- **EXERCISE DETAILS**: Please say how many lines of the listing hold "Validation", with no other words in the answer.

- **RECORDS TO USE**:
-- Opening Marker --
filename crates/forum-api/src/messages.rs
use axum::{
    Extension, Json,
    extract::{Path, State},
    http::StatusCode,
    response::IntoResponse,
};
use tracing::debug;
use uuid::Uuid;

use forum_core::ForumError;
use forum_types::api::{Claims, CreatedResponse, SendMessageRequest};

use crate::auth::{AppState, current_user};
use crate::error::ApiError;

/// The current window of recent messages, oldest first.
pub async fn list_messages(State(state): State<AppState>) -> Result<impl IntoResponse, ApiError> {
    let messages = state.forum.blocking(|forum| forum.list_messages()).await?;
    Ok(Json(messages))
}

pub async fn get_message(
    State(state): State<AppState>,
    Path(message_id): Path<Uuid>,
) -> Result<impl IntoResponse, ApiError> {
    let message = state
        .forum
        .blocking(move |forum| forum.get_message(message_id))
        .await?
        .ok_or(ForumError::NotFound("message"))?;
    Ok(Json(message))
}

/// Post a message. A slot of the sender's allowance is reserved up front
/// and handed back if the message is not stored.
pub async fn send_message(
    State(state): State<AppState>,
    Extension(claims): Extension<Claims>,
    Json(req): Json<SendMessageRequest>,
) -> Result<impl IntoResponse, ApiError> {
    state.rate_limiter.reserve(&claims.sub)?;

    let id = match store_message(&state, &claims, req).await {
        Ok(id) => id,
        Err(e) => {
            state.rate_limiter.release(&claims.sub);
            return Err(e);
        }
    };
    debug!("{} posted {}", claims.sub, id);

    Ok((StatusCode::CREATED, Json(CreatedResponse { id })))
}

async fn store_message(state: &AppState, claims: &Claims, req: SendMessageRequest) -> Result<Uuid, ApiError> {
    let author = current_user(state, claims).await?;
    let id = state
        .forum
        .blocking(move |forum| forum.create_message(&author, &req.text, req.reply_to))
        .await?;
    Ok(id)
}

pub async fn rate_limit_status(
    State(state): State<AppState>,
    Extension(claims): Extension<Claims>,
) -> Result<impl IntoResponse, ApiError> {
    Ok(Json(state.rate_limiter.status(&claims.sub)?))
}
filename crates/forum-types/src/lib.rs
pub mod api;
pub mod events;
pub mod models;
use axum::{extract::State, http::StatusCode, response::IntoResponse};
use metrics_exporter_prometheus::PrometheusHandle;
use std::sync::Arc;

/// Handle the Prometheus scrape endpoint
pub async fn metrics(State(handle): State<Arc<PrometheusHandle>>) -> impl IntoResponse {
    (StatusCode::OK, handle.render())
}
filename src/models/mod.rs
pub mod campaign;
pub mod quote;
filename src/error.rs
use crate::pricing::PricingError;
use axum::{
    http::StatusCode,
    response::{IntoResponse, Response},
    Json,
};
use rust_decimal::Decimal;
use serde_json::json;
use std::fmt;

/// Application error types
#[derive(Debug)]
pub enum AppError {
    /// Configuration error
    ConfigError(String),
    /// Authentication error
    Unauthorized(String),
    /// Prospect count rejected by the pricing calculator
    Validation(PricingError),
    /// Malformed or incomplete request body
    InvalidRequest(String),
    /// Balance does not cover the quoted campaign
    InsufficientBalance { total_cost: Decimal, recharge: Decimal },
    /// Unknown resource
    NotFound(String),
    /// Backend returned a non-success status
    UpstreamError { status: StatusCode, message: String },
    /// Internal server error
    InternalError(String),
    /// HTTP request error (transport-level failure talking to the backend)
    HttpRequest(reqwest::Error),
}

impl fmt::Display for AppError {
    fn fmt(&self, f: &mut fmt::Formatter<'_>) -> fmt::Result {
        match self {
            Self::ConfigError(msg) => write!(f, "Configuration error: {}", msg),
            Self::Unauthorized(msg) => write!(f, "Unauthorized: {}", msg),
            Self::Validation(err) => write!(f, "Invalid prospect count: {}", err),
            Self::InvalidRequest(msg) => write!(f, "Invalid request: {}", msg),
            Self::InsufficientBalance { total_cost, recharge } => write!(
                f,
                "Insufficient balance: campaign costs ${:.2}, recharge ${:.2} to launch",
                total_cost, recharge
            ),
            Self::NotFound(msg) => write!(f, "Not found: {}", msg),
            Self::UpstreamError { status, message } => {
                write!(f, "Upstream error ({}): {}", status, message)
            }
            Self::InternalError(msg) => write!(f, "Internal error: {}", msg),
            Self::HttpRequest(err) => write!(f, "HTTP request error: {}", err),
        }
    }
}

impl std::error::Error for AppError {}

impl AppError {
    pub fn status(&self) -> StatusCode {
        match self {
            Self::ConfigError(_) => StatusCode::INTERNAL_SERVER_ERROR,
            Self::Unauthorized(_) => StatusCode::UNAUTHORIZED,
            Self::Validation(_) => StatusCode::UNPROCESSABLE_ENTITY,
            Self::InvalidRequest(_) => StatusCode::BAD_REQUEST,
            Self::InsufficientBalance { .. } => StatusCode::PAYMENT_REQUIRED,
            Self::NotFound(_) => StatusCode::NOT_FOUND,
            Self::UpstreamError { status, .. } => *status,
            Self::InternalError(_) => StatusCode::INTERNAL_SERVER_ERROR,
            Self::HttpRequest(_) => StatusCode::BAD_GATEWAY,
        }
    }
}

impl IntoResponse for AppError {
    fn into_response(self) -> Response {
        let status = self.status();
        let message = match &self {
            Self::UpstreamError { message, .. } => message.clone(),
            Self::Validation(err) => err.to_string(),
            other => other.to_string(),
        };

        let mut error = json!({
            "message": message,
            "type": error_type_name(&self),
        });
        match &self {
            Self::Validation(err) => {
                error["kind"] = json!(err.kind());
            }
            Self::InsufficientBalance { total_cost, recharge } => {
                error["total_cost"] = json!(format!("{:.2}", total_cost));
                error["recharge"] = json!(format!("{:.2}", recharge));
            }
            _ => {}
        }

        (status, Json(json!({ "error": error }))).into_response()
    }
}

fn error_type_name(error: &AppError) -> &'static str {
    match error {
        AppError::ConfigError(_) => "config_error",
        AppError::Unauthorized(_) => "unauthorized",
        AppError::Validation(_) => "validation_error",
        AppError::InvalidRequest(_) => "invalid_request",
        AppError::InsufficientBalance { .. } => "insufficient_balance",
        AppError::NotFound(_) => "not_found",
        AppError::UpstreamError { .. } => "upstream_error",
        AppError::InternalError(_) => "internal_error",
        AppError::HttpRequest(_) => "http_request_error",
    }
}

// Implement conversions from common error types
impl From<anyhow::Error> for AppError {
    fn from(err: anyhow::Error) -> Self {
        Self::InternalError(err.to_string())
    }
}

impl From<reqwest::Error> for AppError {
    fn from(err: reqwest::Error) -> Self {
        Self::HttpRequest(err)
    }
}

impl From<serde_json::Error> for AppError {
    fn from(err: serde_json::Error) -> Self {
        Self::InvalidRequest(format!("JSON error: {}", err))
    }
}

impl From<PricingError> for AppError {
    fn from(err: PricingError) -> Self {
        Self::Validation(err)
    }
}
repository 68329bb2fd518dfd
pub mod calculator;
pub mod models;
pub mod summary;
pub mod table;

pub use calculator::{
    compute_pricing, compute_pricing_from_input, compute_pricing_in, default_selection,
    parse_requested_count, select_plan, PricingError,
};
pub use models::{Labels, Locale, Plan, PlanKey, PricingResult};
pub use summary::{BalanceBanner, QuoteSummary};
pub use table::{PlanTable, PlanTableError};
use crate::pricing::models::{Locale, PlanKey, PricingResult};
use crate::pricing::table::PlanTable;
use rust_decimal::Decimal;
use serde::Serialize;
use thiserror::Error;

/// Rejected prospect-count input
///
/// Callers recover by rendering a neutral quote; these never reach the
/// network layer as failures.
#[derive(Debug, Clone, PartialEq, Eq, Error, Serialize)]
#[serde(tag = "kind", rename_all = "snake_case")]
pub enum PricingError {
    #[error("{requested} daily prospects is below the minimum of {minimum}")]
    BelowMinimum { requested: i64, minimum: u32 },
    #[error("'{input}' is not a whole number of prospects")]
    NotANumber { input: String },
}

impl PricingError {
    pub fn kind(&self) -> &'static str {
        match self {
            PricingError::BelowMinimum { .. } => "below_minimum",
            PricingError::NotANumber { .. } => "not_a_number",
        }
    }
}

/// Parse user-entered text into a prospect count
///
/// Surrounding whitespace is ignored; anything other than a base-10
/// integer is rejected.
pub fn parse_requested_count(input: &str) -> Result<i64, PricingError> {
    input
        .trim()
        .parse::<i64>()
        .map_err(|_| PricingError::NotANumber {
            input: input.to_string(),
        })
}

/// Price `requested` daily prospects against `table`, labelled in the
/// table's default locale.
pub fn compute_pricing(
    requested: i64,
    balance: Decimal,
    table: &PlanTable,
) -> Result<PricingResult, PricingError> {
    compute_pricing_in(requested, balance, table, table.default_locale())
}

/// Price `requested` daily prospects, labelling the result in `locale`.
pub fn compute_pricing_in(
    requested: i64,
    balance: Decimal,
    table: &PlanTable,
    locale: Locale,
) -> Result<PricingResult, PricingError> {
    let minimum = table.min_prospects();
    let below_minimum = PricingError::BelowMinimum { requested, minimum };

    if requested < i64::from(minimum) {
        return Err(below_minimum);
    }

    // The partition covers [minimum, ∞), so a miss here means an empty table
    let plan = table.find(requested).ok_or(below_minimum)?;

    let base = i64::from(plan.base_prospects);
    let extra_prospects = (requested - base).max(0);
    let total_cost = plan.base_cost + Decimal::from(extra_prospects) * plan.extra_cost_per_prospect;

    let is_custom = requested != base;
    let display_name = if is_custom {
        table.custom_label(locale).to_string()
    } else {
        plan.label(locale).to_string()
    };

    Ok(PricingResult {
        plan_key: plan.key,
        display_name,
        is_custom,
        prospects: requested,
        extra_prospects,
        total_cost,
        affordable: balance >= total_cost,
    })
}

/// Parse then price raw input from a form field.
pub fn compute_pricing_from_input(
    input: &str,
    balance: Decimal,
    table: &PlanTable,
    locale: Locale,
) -> Result<PricingResult, PricingError> {
    let requested = parse_requested_count(input)?;
    compute_pricing_in(requested, balance, table, locale)
}

/// Price a plan at its included base count, as when its card is clicked.
///
/// Returns `None` for a plan the table does not define.
pub fn select_plan(
    key: PlanKey,
    balance: Decimal,
    table: &PlanTable,
    locale: Locale,
) -> Option<PricingResult> {
    let plan = table.plan(key)?;
    compute_pricing_in(i64::from(plan.base_prospects), balance, table, locale).ok()
}

/// The selection shown before the user touches anything: the lowest tier
/// at its base count.
pub fn default_selection(
    balance: Decimal,
    table: &PlanTable,
    locale: Locale,
) -> Result<PricingResult, PricingError> {
    compute_pricing_in(i64::from(table.min_prospects()), balance, table, locale)
}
-- Closing Marker --
- **SOLUTION BELOW**: 7